- [Extracted records]
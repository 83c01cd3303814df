//! Configuration for building circuit and device inputs from JSON.

use crate::types::Topology;
use serde::{Deserialize, Serialize};

/// Describes a hardware device to build a [`crate::types::CouplingGraph`] from,
/// the way a transpiler frontend would read it off a backend descriptor file.
#[derive(Debug, Clone, Serialize, Deserialize)]
pub struct DeviceConfig {
    /// Device name, carried into the built `CouplingGraph`.
    pub name: String,
    /// Number of physical qubits.
    pub num_qubits: usize,
    /// Topology to generate the coupling edges from.
    pub topology: Topology,
    /// Explicit edge list, used only when `topology` is `Topology::Custom`.
    #[serde(default)]
    pub edges: Vec<(usize, usize)>,
}

impl Default for DeviceConfig {
    fn default() -> Self {
        Self {
            name: "default".to_string(),
            num_qubits: 5,
            topology: Topology::Linear,
            edges: Vec::new(),
        }
    }
}

impl DeviceConfig {
    /// Loads a `DeviceConfig` from a JSON string.
    pub fn from_json(json: &str) -> crate::Result<Self> {
        serde_json::from_str(json).map_err(Into::into)
    }

    /// Serializes this configuration to a JSON string.
    pub fn to_json(&self) -> crate::Result<String> {
        serde_json::to_string_pretty(self).map_err(Into::into)
    }
}
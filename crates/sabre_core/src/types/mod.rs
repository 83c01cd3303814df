//! Core type definitions: gates, circuits, the dependency DAG, and coupling
//! graphs.

mod circuit;
mod coupling_graph;
mod dag;
mod gate;

pub use circuit::{Circuit, CircuitMetadata, ClassicalCondition, RegisterTable};
pub use coupling_graph::{CouplingGraph, Topology};
pub use dag::{BfsSuccessors, Dag, DagNode, NodeId};
pub use gate::Gate;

- [Exercise details]
Word for word, retype all of the entries above.

- [Reply to the exercise]
repository 83c01cd3303814df
//! Configuration for building circuit and device inputs from JSON.

use crate::types::Topology;
use serde::{Deserialize, Serialize};

/// Describes a hardware device to build a [`crate::types::CouplingGraph`] from,
/// the way a transpiler frontend would read it off a backend descriptor file.
#[derive(Debug, Clone, Serialize, Deserialize)]
pub struct DeviceConfig {
    /// Device name, carried into the built `CouplingGraph`.
    pub name: String,
    /// Number of physical qubits.
    pub num_qubits: usize,
    /// Topology to generate the coupling edges from.
    pub topology: Topology,
    /// Explicit edge list, used only when `topology` is `Topology::Custom`.
    #[serde(default)]
    pub edges: Vec<(usize, usize)>,
}

impl Default for DeviceConfig {
    fn default() -> Self {
        Self {
            name: "default".to_string(),
            num_qubits: 5,
            topology: Topology::Linear,
            edges: Vec::new(),
        }
    }
}

impl DeviceConfig {
    /// Loads a `DeviceConfig` from a JSON string.
    pub fn from_json(json: &str) -> crate::Result<Self> {
        serde_json::from_str(json).map_err(Into::into)
    }

    /// Serializes this configuration to a JSON string.
    pub fn to_json(&self) -> crate::Result<String> {
        serde_json::to_string_pretty(self).map_err(Into::into)
    }
}
filename crates/sabre_core/src/types/mod.rs
repository 83c01cd3303814df
//! Core type definitions: gates, circuits, the dependency DAG, and coupling
//! graphs.

mod circuit;
mod coupling_graph;
mod dag;
mod gate;

pub use circuit::{Circuit, CircuitMetadata, ClassicalCondition, RegisterTable};
pub use coupling_graph::{CouplingGraph, Topology};
pub use dag::{BfsSuccessors, Dag, DagNode, NodeId};
pub use gate::Gate;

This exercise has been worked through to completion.